▶ [WHAT TO WORK ON]: Work out how many lines of the listing hold the string "Duration". Answer with that number alone.

▶ [RECORDS SUPPLIED]:

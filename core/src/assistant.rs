use serde::{Deserialize, Serialize};
use utoipa::ToSchema;

/// Reply rules, evaluated top to bottom against the lower-cased message.
/// The first needle found as a substring wins.
const REPLY_RULES: &[(&str, &str)] = &[
    (
        "what is stroke",
        "Stroke is a medical emergency where blood flow to the brain is interrupted.",
    ),
    (
        "signs",
        "Common signs include facial drooping, arm weakness, and speech difficulties.",
    ),
];

/// Fallback for messages no rule matches, including the empty message.
const DEFAULT_REPLY: &str =
    "I am your stroke assistant. Ask me anything related to stroke or your symptoms.";

/// A free-text question for the assistant.
#[derive(Debug, Clone, Serialize, Deserialize, ToSchema)]
pub struct ChatRequest {
    /// The user's message. Absent is treated as empty.
    #[serde(default, skip_serializing_if = "Option::is_none")]
    pub message: Option<String>,
}

/// The assistant's canned answer.
#[derive(Debug, Clone, Serialize, Deserialize, ToSchema)]
pub struct ChatReply {
    pub reply: String,
}

/// Pick the reply for a message: first matching rule, else the default.
/// Matching is case-insensitive substring containment, never equality.
pub fn reply_to(message: &str) -> &'static str {
    let normalized = message.to_lowercase();
    REPLY_RULES
        .iter()
        .find(|(needle, _)| normalized.contains(needle))
        .map(|(_, reply)| *reply)
        .unwrap_or(DEFAULT_REPLY)
}

#[cfg(test)]
mod tests {
    use super::*;

    #[test]
    fn definition_rule_matches_case_insensitively() {
        assert_eq!(
            reply_to("What IS Stroke??"),
            "Stroke is a medical emergency where blood flow to the brain is interrupted."
        );
    }

    #[test]
    fn signs_rule_matches_inside_longer_messages() {
        assert_eq!(
            reply_to("please tell me the warning SIGNS"),
            "Common signs include facial drooping, arm weakness, and speech difficulties."
        );
    }

    #[test]
    fn earlier_rule_wins_when_both_match() {
        assert_eq!(
            reply_to("what is stroke and what are its signs"),
            "Stroke is a medical emergency where blood flow to the brain is interrupted."
        );
    }

    #[test]
    fn unmatched_and_empty_messages_get_the_default() {
        assert_eq!(reply_to("hello there"), DEFAULT_REPLY);
        assert_eq!(reply_to(""), DEFAULT_REPLY);
    }

    #[test]
    fn chat_request_message_is_optional() {
        let request: ChatRequest = serde_json::from_str("{}").expect("empty body should parse");
        assert!(request.message.is_none());
    }
}
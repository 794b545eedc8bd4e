use client::startup::StartupStep;
use client::transition::{TimerStatus, TransitionState};

use crate::support::Harness;

#[tokio::test(start_paused = true)]
async fn gates_run_in_fixed_order() {
    let harness = Harness::ready();

    harness.startup.run().await.expect("startup succeeds");

    assert_eq!(
        harness.log.calls(),
        vec![
            "logging",
            "board:start",
            "board:done",
            "deck:start",
            "deck:done",
            "ui:init",
            "game_state",
        ]
    );
}

#[tokio::test(start_paused = true)]
async fn deck_never_starts_before_board_finishes() {
    let harness = Harness::ready();

    harness.startup.run().await.unwrap();

    let board_done = harness.log.position("board:done").unwrap();
    let deck_start = harness.log.position("deck:start").unwrap();
    let ui_init = harness.log.position("ui:init").unwrap();
    assert!(board_done < deck_start);
    assert!(harness.log.position("deck:done").unwrap() < ui_init);
}

/// All subsystems ready: start screen up, timer armed with the configured delay.
#[tokio::test(start_paused = true)]
async fn success_arms_transition_on_start_screen() {
    let harness = Harness::ready();

    let handle = harness.startup.run().await.unwrap();

    assert_eq!(harness.visible(), vec!["start-screen"]);
    assert_eq!(handle.state(), TransitionState::Waiting);
    assert_eq!(handle.timer_status(), TimerStatus::Armed);
    assert_eq!(handle.delay(), harness.startup.config().transition_delay);
    assert_eq!(handle.delay().as_millis(), 3000);
    assert!(harness.control.has_handler());
    assert!(!harness.log.contains("ui:player_count"));
}

#[test]
fn step_names_are_stable() {
    let names: Vec<&str> = [
        StartupStep::Logging,
        StartupStep::Baseline,
        StartupStep::StartScreen,
        StartupStep::Board,
        StartupStep::Deck,
        StartupStep::Ui,
        StartupStep::Diagnostics,
        StartupStep::Armed,
    ]
    .iter()
    .map(StartupStep::as_str)
    .collect();
    assert_eq!(
        names,
        vec![
            "logging",
            "baseline",
            "start_screen",
            "board",
            "deck",
            "ui",
            "diagnostics",
            "armed"
        ]
    );
}
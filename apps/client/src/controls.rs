//! Manual input controls the bootstrap attaches handlers to.

use parking_lot::Mutex;
use tracing::debug;

pub type ClickHandler = Box<dyn FnMut() + Send>;

/// The "start" button on the start screen.
///
/// Holds at most one handler. Installing a handler drops whatever was there
/// before, so running setup several times never stacks listeners.
#[derive(Default)]
pub struct StartControl {
    handler: Mutex<Option<ClickHandler>>,
}

impl StartControl {
    pub fn new() -> Self {
        Self::default()
    }

    /// Installs `handler`, returning whether an earlier one was replaced.
    pub fn replace_handler<F>(&self, handler: F) -> bool
    where
        F: FnMut() + Send + 'static,
    {
        let replaced = self.handler.lock().replace(Box::new(handler)).is_some();
        debug!(replaced, "start control handler attached");
        replaced
    }

    pub fn has_handler(&self) -> bool {
        self.handler.lock().is_some()
    }

    /// Runs the attached handler. Returns false when nothing is attached.
    pub fn click(&self) -> bool {
        // The handler is taken out while it runs so it may itself touch the control.
        let taken = self.handler.lock().take();
        let Some(mut handler) = taken else {
            debug!("start control clicked with no handler attached");
            return false;
        };
        handler();

        let mut slot = self.handler.lock();
        if slot.is_none() {
            *slot = Some(handler);
        }
        true
    }
}

impl std::fmt::Debug for StartControl {
    fn fmt(&self, f: &mut std::fmt::Formatter<'_>) -> std::fmt::Result {
        f.debug_struct("StartControl")
            .field("has_handler", &self.has_handler())
            .finish()
    }
}
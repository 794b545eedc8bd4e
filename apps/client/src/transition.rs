//! Start screen → player-count screen state machine.
//!
//! Two sources race to advance the machine: a one-shot timer armed when
//! startup completes, and the manual start control. Whichever comes first
//! performs the transition; the other becomes a no-op. The manual handler
//! cancels the timer before advancing, and the transition action itself
//! refuses to run twice.

use std::sync::atomic::{AtomicU8, AtomicUsize, Ordering};
use std::sync::Arc;
use std::time::Duration;

use parking_lot::Mutex;
use tokio::sync::watch;
use tokio_util::sync::CancellationToken;
use tracing::{debug, error, info};

use crate::controls::StartControl;
use crate::screens::{SharedScreens, PLAYER_COUNT_SCREEN};
use crate::subsystems::UiSubsystem;

#[derive(Debug, Clone, Copy, PartialEq, Eq)]
pub enum TransitionState {
    /// Start screen shown, timer armed.
    Waiting,
    /// Player-count screen shown. Terminal.
    Transitioned,
}

#[derive(Debug, Clone, Copy, PartialEq, Eq)]
pub enum TransitionSource {
    Timer,
    Manual,
}

#[derive(Debug, Clone, Copy, PartialEq, Eq)]
pub enum TimerStatus {
    Armed,
    Fired,
    Cancelled,
}

const ARMED: u8 = 0;
const FIRED: u8 = 1;
const CANCELLED: u8 = 2;

/// One-shot delayed action.
///
/// `Armed` moves to exactly one of `Fired` or `Cancelled` and never back.
#[derive(Debug, Clone)]
pub struct TransitionTimer {
    status: Arc<AtomicU8>,
    token: CancellationToken,
    delay: Duration,
}

impl TransitionTimer {
    /// Spawns the timer task on the current runtime.
    pub fn schedule<F>(delay: Duration, on_fire: F) -> Self
    where
        F: FnOnce() + Send + 'static,
    {
        let status = Arc::new(AtomicU8::new(ARMED));
        let token = CancellationToken::new();

        let task_status = status.clone();
        let task_token = token.clone();
        tokio::spawn(async move {
            tokio::select! {
                biased;

                _ = task_token.cancelled() => {
                    debug!("transition timer cancelled before firing");
                }
                _ = tokio::time::sleep(delay) => {
                    if task_status
                        .compare_exchange(ARMED, FIRED, Ordering::SeqCst, Ordering::SeqCst)
                        .is_ok()
                    {
                        on_fire();
                    }
                }
            }
        });

        debug!(delay_ms = delay.as_millis() as u64, "transition timer armed");
        Self {
            status,
            token,
            delay,
        }
    }

    /// Cancels a still-armed timer. Returns false if it already fired or was cancelled.
    pub fn cancel(&self) -> bool {
        let cancelled = self
            .status
            .compare_exchange(ARMED, CANCELLED, Ordering::SeqCst, Ordering::SeqCst)
            .is_ok();
        if cancelled {
            self.token.cancel();
        }
        cancelled
    }

    pub fn status(&self) -> TimerStatus {
        match self.status.load(Ordering::SeqCst) {
            ARMED => TimerStatus::Armed,
            FIRED => TimerStatus::Fired,
            _ => TimerStatus::Cancelled,
        }
    }

    pub fn delay(&self) -> Duration {
        self.delay
    }
}

#[derive(Debug)]
struct Progress {
    state: TransitionState,
    source: Option<TransitionSource>,
}

struct Machine {
    progress: Mutex<Progress>,
    advances: AtomicUsize,
    screens: SharedScreens,
    ui: Arc<dyn UiSubsystem>,
    notify: watch::Sender<TransitionState>,
}

impl Machine {
    fn advance(&self, source: TransitionSource) -> bool {
        {
            let mut progress = self.progress.lock();
            if progress.state == TransitionState::Transitioned {
                debug!(?source, won_by = ?progress.source, "transition already done");
                return false;
            }
            progress.state = TransitionState::Transitioned;
            progress.source = Some(source);
        }
        self.advances.fetch_add(1, Ordering::SeqCst);

        info!(?source, "showing player count screen");
        self.ui.setup_player_count_ui();

        {
            let mut screens = self.screens.lock();
            screens.hide_all();
            match screens.show(PLAYER_COUNT_SCREEN) {
                Ok(()) => info!(screen = PLAYER_COUNT_SCREEN, "player count screen displayed"),
                Err(e) => error!(error = %e, "player count screen element not found"),
            }
        }

        self.notify.send_replace(TransitionState::Transitioned);
        true
    }
}

/// Entry point of the state machine.
pub struct ScreenTransition;

impl ScreenTransition {
    /// Enters `Waiting`: arms the timer and attaches the manual handler.
    ///
    /// The start screen is expected to be showing already. Without a control
    /// only the timer can advance the machine.
    pub fn arm(
        delay: Duration,
        screens: SharedScreens,
        ui: Arc<dyn UiSubsystem>,
        control: Option<&StartControl>,
    ) -> TransitionHandle {
        let (notify, _) = watch::channel(TransitionState::Waiting);
        let machine = Arc::new(Machine {
            progress: Mutex::new(Progress {
                state: TransitionState::Waiting,
                source: None,
            }),
            advances: AtomicUsize::new(0),
            screens,
            ui,
            notify,
        });

        let timer_machine = machine.clone();
        let timer = TransitionTimer::schedule(delay, move || {
            info!("transition timer fired");
            timer_machine.advance(TransitionSource::Timer);
        });

        match control {
            Some(control) => {
                let click_machine = machine.clone();
                let click_timer = timer.clone();
                control.replace_handler(move || {
                    info!("start control clicked, skipping the wait");
                    click_timer.cancel();
                    click_machine.advance(TransitionSource::Manual);
                });
            }
            None => error!("start control not found, relying on the transition timer"),
        }

        TransitionHandle { machine, timer }
    }
}

/// Observer and control surface for an armed machine.
#[derive(Clone)]
pub struct TransitionHandle {
    machine: Arc<Machine>,
    timer: TransitionTimer,
}

impl TransitionHandle {
    pub fn state(&self) -> TransitionState {
        self.machine.progress.lock().state
    }

    /// Which source won the race, once one has.
    pub fn transitioned_by(&self) -> Option<TransitionSource> {
        self.machine.progress.lock().source
    }

    pub fn timer_status(&self) -> TimerStatus {
        self.timer.status()
    }

    pub fn delay(&self) -> Duration {
        self.timer.delay()
    }

    /// How many times the transition action actually ran (0 or 1).
    pub fn advance_count(&self) -> usize {
        self.machine.advances.load(Ordering::SeqCst)
    }

    /// Disarms the timer if it has not fired yet.
    pub fn cancel_timer(&self) -> bool {
        self.timer.cancel()
    }

    /// Runs the transition action directly. A no-op once transitioned.
    pub fn advance(&self, source: TransitionSource) -> bool {
        self.machine.advance(source)
    }

    /// Resolves once the machine has reached `Transitioned`.
    pub async fn transitioned(&self) -> Option<TransitionSource> {
        let mut rx = self.machine.notify.subscribe();
        // The sender lives in `machine`, which `self` keeps alive.
        let _ = rx
            .wait_for(|state| *state == TransitionState::Transitioned)
            .await;
        self.transitioned_by()
    }
}

impl std::fmt::Debug for TransitionHandle {
    fn fmt(&self, f: &mut std::fmt::Formatter<'_>) -> std::fmt::Result {
        f.debug_struct("TransitionHandle")
            .field("state", &self.state())
            .field("timer", &self.timer_status())
            .field("delay", &self.delay())
            .finish()
    }
}
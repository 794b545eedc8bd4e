//! Card decks: definitions, deterministic shuffling and deck preparation.

use std::collections::BTreeMap;
use std::path::PathBuf;

use async_trait::async_trait;
use parking_lot::Mutex;
use rand::Rng;
use serde::{Deserialize, Serialize};
use tracing::{info, warn};

use crate::error::SubsystemError;
use crate::subsystems::DeckSubsystem;

/// File looked up inside the asset directory.
pub const DECKS_FILE: &str = "decks.json";

#[derive(Debug, Clone, PartialEq, Eq, Serialize, Deserialize)]
pub struct CardDefinition {
    pub name: String,
    /// Copies of this card placed in the deck.
    #[serde(default = "one")]
    pub copies: u8,
}

fn one() -> u8 {
    1
}

#[derive(Debug, Clone, PartialEq, Eq, Serialize, Deserialize)]
pub struct DeckDefinition {
    pub name: String,
    pub cards: Vec<CardDefinition>,
}

/// Decks shipped with the client.
pub fn builtin_definitions() -> Vec<DeckDefinition> {
    fn deck(name: &str, cards: &[(&str, u8)]) -> DeckDefinition {
        DeckDefinition {
            name: name.to_string(),
            cards: cards
                .iter()
                .map(|(card, copies)| CardDefinition {
                    name: card.to_string(),
                    copies: *copies,
                })
                .collect(),
        }
    }

    vec![
        deck(
            "special-event",
            &[("Election Year", 2), ("Scandal", 2), ("Market Crash", 1), ("Reform", 2)],
        ),
        deck(
            "expansion",
            &[("Land Grab", 3), ("Trade Route", 2), ("Colony", 2)],
        ),
        deck(
            "resistance",
            &[("Strike", 3), ("Protest", 3), ("Boycott", 2)],
        ),
        deck(
            "reckoning",
            &[("Audit", 2), ("Tribunal", 2), ("Exile", 1)],
        ),
        deck(
            "legacy",
            &[("Monument", 2), ("Dynasty", 1), ("Archive", 2)],
        ),
    ]
}

/// SplitMix64 stream used for shuffling; same seed, same order.
struct SplitMix64 {
    state: u64,
}

impl SplitMix64 {
    fn new(seed: u64) -> Self {
        Self { state: seed }
    }

    fn next(&mut self) -> u64 {
        self.state = self.state.wrapping_add(0x9E3779B97F4A7C15);
        let mut z = self.state;
        z ^= z >> 30;
        z = z.wrapping_mul(0xBF58476D1CE4E5B9);
        z ^= z >> 27;
        z = z.wrapping_mul(0x94D049BB133111EB);
        z ^ (z >> 31)
    }

    fn next_range(&mut self, max: usize) -> usize {
        let m = max as u64;
        // Rejection sampling keeps the range unbiased.
        let limit = u64::MAX - (u64::MAX % m);
        loop {
            let x = self.next();
            if x < limit {
                return (x % m) as usize;
            }
        }
    }
}

/// Fisher-Yates shuffle driven by [`SplitMix64`].
pub fn shuffle_with_seed<T>(cards: &mut [T], seed: u64) {
    let mut rng = SplitMix64::new(seed);
    for i in (1..cards.len()).rev() {
        let j = rng.next_range(i + 1);
        cards.swap(i, j);
    }
}

/// Expands a definition into its shuffled draw pile.
pub fn build_deck(definition: &DeckDefinition, seed: u64) -> Vec<String> {
    let mut cards: Vec<String> = definition
        .cards
        .iter()
        .flat_map(|card| std::iter::repeat(card.name.clone()).take(card.copies as usize))
        .collect();
    shuffle_with_seed(&mut cards, seed);
    cards
}

/// Default [`DeckSubsystem`].
#[derive(Debug)]
pub struct CardDecks {
    asset_dir: Option<PathBuf>,
    seed: u64,
    decks: Mutex<BTreeMap<String, Vec<String>>>,
}

impl CardDecks {
    /// `seed` fixes the shuffle; `None` draws one from the thread RNG.
    pub fn new(asset_dir: Option<PathBuf>, seed: Option<u64>) -> Self {
        let seed = seed.unwrap_or_else(|| rand::rng().random::<u64>());
        Self {
            asset_dir,
            seed,
            decks: Mutex::new(BTreeMap::new()),
        }
    }

    pub fn seed(&self) -> u64 {
        self.seed
    }

    /// Draw piles prepared by the last setup, keyed by deck name.
    pub fn decks(&self) -> BTreeMap<String, Vec<String>> {
        self.decks.lock().clone()
    }

    async fn load_definitions(&self) -> Result<Vec<DeckDefinition>, SubsystemError> {
        let Some(dir) = &self.asset_dir else {
            return Ok(builtin_definitions());
        };
        let path = dir.join(DECKS_FILE);
        match tokio::fs::read(&path).await {
            Ok(bytes) => Ok(serde_json::from_slice(&bytes)?),
            Err(e) if e.kind() == std::io::ErrorKind::NotFound => {
                info!(path = %path.display(), "no deck file, using built-in decks");
                Ok(builtin_definitions())
            }
            Err(e) => Err(e.into()),
        }
    }
}

#[async_trait]
impl DeckSubsystem for CardDecks {
    async fn setup_decks(&self) -> Result<bool, SubsystemError> {
        let definitions = self.load_definitions().await?;
        if definitions.is_empty() {
            warn!("no deck definitions");
            return Ok(false);
        }

        let mut decks = BTreeMap::new();
        for (offset, definition) in definitions.iter().enumerate() {
            let cards = build_deck(definition, self.seed.wrapping_add(offset as u64));
            if cards.is_empty() {
                warn!(deck = %definition.name, "deck has no cards");
                return Ok(false);
            }
            decks.insert(definition.name.clone(), cards);
        }

        info!(decks = decks.len(), seed = self.seed, "card decks prepared");
        *self.decks.lock() = decks;
        Ok(true)
    }
}
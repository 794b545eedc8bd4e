use std::fmt;

use thiserror::Error;

use crate::screens::ScreenId;

/// Collaborators whose readiness gates startup, in pipeline order.
#[derive(Debug, Clone, Copy, PartialEq, Eq, Hash)]
pub enum Subsystem {
    Board,
    Deck,
    Ui,
}

impl Subsystem {
    pub fn as_str(&self) -> &'static str {
        match self {
            Subsystem::Board => "board",
            Subsystem::Deck => "deck",
            Subsystem::Ui => "UI",
        }
    }
}

impl fmt::Display for Subsystem {
    fn fmt(&self, f: &mut fmt::Formatter<'_>) -> fmt::Result {
        f.write_str(self.as_str())
    }
}

/// Failure raised by a collaborator while it initializes.
#[derive(Error, Debug)]
pub enum SubsystemError {
    #[error("missing asset: {detail}")]
    Assets { detail: String },
    #[error("io error: {0}")]
    Io(#[from] std::io::Error),
    #[error("parse error: {0}")]
    Parse(#[from] serde_json::Error),
    #[error("{0}")]
    Other(String),
}

impl SubsystemError {
    pub fn assets(detail: impl Into<String>) -> Self {
        Self::Assets {
            detail: detail.into(),
        }
    }

    pub fn other(detail: impl Into<String>) -> Self {
        Self::Other(detail.into())
    }
}

#[derive(Error, Debug, Clone, PartialEq, Eq)]
pub enum ScreenError {
    #[error("screen not found: {0}")]
    NotFound(ScreenId),
}

/// The single aggregated failure of the startup pipeline.
#[derive(Error, Debug)]
pub enum StartupError {
    #[error("logging init failed: {0}")]
    Logging(#[source] SubsystemError),
    #[error("{0} init failed")]
    NotReady(Subsystem),
    #[error("{subsystem} init failed: {source}")]
    Failed {
        subsystem: Subsystem,
        #[source]
        source: SubsystemError,
    },
    #[error("Configuration error: {detail}")]
    Config { detail: String },
    #[error("Unexpected error: {detail}")]
    Unexpected { detail: String },
}

impl StartupError {
    /// Stable code for log correlation and the fallback panel.
    pub fn code(&self) -> &'static str {
        match self {
            StartupError::Logging(_) => "LOGGING_INIT_FAILED",
            StartupError::NotReady(subsystem) | StartupError::Failed { subsystem, .. } => {
                match subsystem {
                    Subsystem::Board => "BOARD_INIT_FAILED",
                    Subsystem::Deck => "DECK_INIT_FAILED",
                    Subsystem::Ui => "UI_INIT_FAILED",
                }
            }
            StartupError::Config { .. } => "CONFIG_ERROR",
            StartupError::Unexpected { .. } => "UNEXPECTED",
        }
    }

    /// The subsystem that aborted the pipeline, if the failure came from one.
    pub fn subsystem(&self) -> Option<Subsystem> {
        match self {
            StartupError::NotReady(subsystem) | StartupError::Failed { subsystem, .. } => {
                Some(*subsystem)
            }
            _ => None,
        }
    }

    pub fn config(detail: impl Into<String>) -> Self {
        Self::Config {
            detail: detail.into(),
        }
    }

    pub fn unexpected(detail: impl Into<String>) -> Self {
        Self::Unexpected {
            detail: detail.into(),
        }
    }
}
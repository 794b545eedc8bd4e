//! Glue between the terminal and the start control.
//!
//! Stdin is read on a detached OS thread so a pending read never holds the
//! runtime open: once the transition happens the binary returns and the
//! process exits whether or not a line ever arrives.

use std::io::{BufRead, BufReader};
use std::thread;

use tokio::sync::mpsc;
use tracing::{debug, warn};

use crate::controls::StartControl;
use crate::transition::{TransitionHandle, TransitionSource};

/// Forwards one click per line of `input` until it closes or the receiver goes away.
pub fn spawn_line_clicks<R>(input: R) -> mpsc::UnboundedReceiver<()>
where
    R: BufRead + Send + 'static,
{
    let (tx, rx) = mpsc::unbounded_channel();
    let spawned = thread::Builder::new()
        .name("stdin-clicks".into())
        .spawn(move || {
            for line in input.lines() {
                if line.is_err() || tx.send(()).is_err() {
                    break;
                }
            }
            debug!("click input closed");
        });
    if let Err(e) = spawned {
        warn!(error = %e, "could not start the click reader, only the timer can advance");
    }
    rx
}

pub fn spawn_stdin_clicks() -> mpsc::UnboundedReceiver<()> {
    spawn_line_clicks(BufReader::new(std::io::stdin()))
}

/// Delivers clicks to `control` on the runtime thread until the machine
/// transitions, by whichever source.
pub async fn wait_for_start(
    handle: &TransitionHandle,
    control: &StartControl,
    mut clicks: mpsc::UnboundedReceiver<()>,
) -> Option<TransitionSource> {
    let transitioned = handle.transitioned();
    tokio::pin!(transitioned);
    loop {
        tokio::select! {
            biased;

            source = &mut transitioned => return source,
            Some(()) = clicks.recv() => {
                control.click();
            }
        }
    }
}
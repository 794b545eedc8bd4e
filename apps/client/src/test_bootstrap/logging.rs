#![cfg(test)]

//! Test logging for the crate's unit tests.
//!
//! Delegates to `client_test_support::logging` so unit and integration tests
//! share one initializer and one filter (`TEST_LOG`, then `RUST_LOG`, then
//! quiet apart from transition events).
//!
//! ```bash
//! TEST_LOG=debug cargo test -p client transition
//! ```

/// Idempotent; the `ctor` hook in `lib.rs` already calls it once per binary.
pub fn init() {
    client_test_support::logging::init();
}
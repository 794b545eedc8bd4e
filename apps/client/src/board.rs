//! Board resources: the track layout and the images used to draw it.

use std::path::{Path, PathBuf};

use async_trait::async_trait;
use parking_lot::Mutex;
use tracing::{debug, info, warn};

use crate::error::SubsystemError;
use crate::subsystems::BoardSubsystem;

/// Images the board canvas cannot be drawn without.
pub const REQUIRED_BOARD_IMAGES: [&str; 2] = ["board.png", "tokens.png"];

/// Spaces on the default track, start and finish included.
pub const DEFAULT_TRACK_LENGTH: usize = 40;

#[derive(Debug, Clone, PartialEq, Eq)]
pub struct BoardLayout {
    pub track_length: usize,
    /// Resolved image paths; empty when drawing from built-in shapes.
    pub images: Vec<PathBuf>,
}

/// Default [`BoardSubsystem`].
///
/// Without an asset directory the board falls back to built-in shapes and is
/// always ready. With one, every [`REQUIRED_BOARD_IMAGES`] entry must exist.
#[derive(Debug, Default)]
pub struct BoardAssets {
    asset_dir: Option<PathBuf>,
    layout: Mutex<Option<BoardLayout>>,
}

impl BoardAssets {
    pub fn new(asset_dir: Option<PathBuf>) -> Self {
        Self {
            asset_dir,
            layout: Mutex::new(None),
        }
    }

    /// Layout prepared by the last successful setup.
    pub fn layout(&self) -> Option<BoardLayout> {
        self.layout.lock().clone()
    }

    async fn resolve_images(dir: &Path) -> Result<Option<Vec<PathBuf>>, SubsystemError> {
        let mut images = Vec::with_capacity(REQUIRED_BOARD_IMAGES.len());
        for name in REQUIRED_BOARD_IMAGES {
            let path = dir.join(name);
            match tokio::fs::metadata(&path).await {
                Ok(meta) if meta.is_file() => images.push(path),
                Ok(_) => {
                    warn!(path = %path.display(), "board image is not a file");
                    return Ok(None);
                }
                Err(e) if e.kind() == std::io::ErrorKind::NotFound => {
                    warn!(path = %path.display(), "board image missing");
                    return Ok(None);
                }
                Err(e) => return Err(e.into()),
            }
        }
        Ok(Some(images))
    }
}

#[async_trait]
impl BoardSubsystem for BoardAssets {
    async fn setup_board(&self) -> Result<bool, SubsystemError> {
        let images = match &self.asset_dir {
            Some(dir) => match Self::resolve_images(dir).await? {
                Some(images) => images,
                None => return Ok(false),
            },
            None => {
                debug!("no asset directory configured, using built-in board shapes");
                Vec::new()
            }
        };

        let layout = BoardLayout {
            track_length: DEFAULT_TRACK_LENGTH,
            images,
        };
        info!(
            track_length = layout.track_length,
            images = layout.images.len(),
            "board prepared"
        );
        *self.layout.lock() = Some(layout);
        Ok(true)
    }
}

▶ [EXERCISE ANSWER]: 6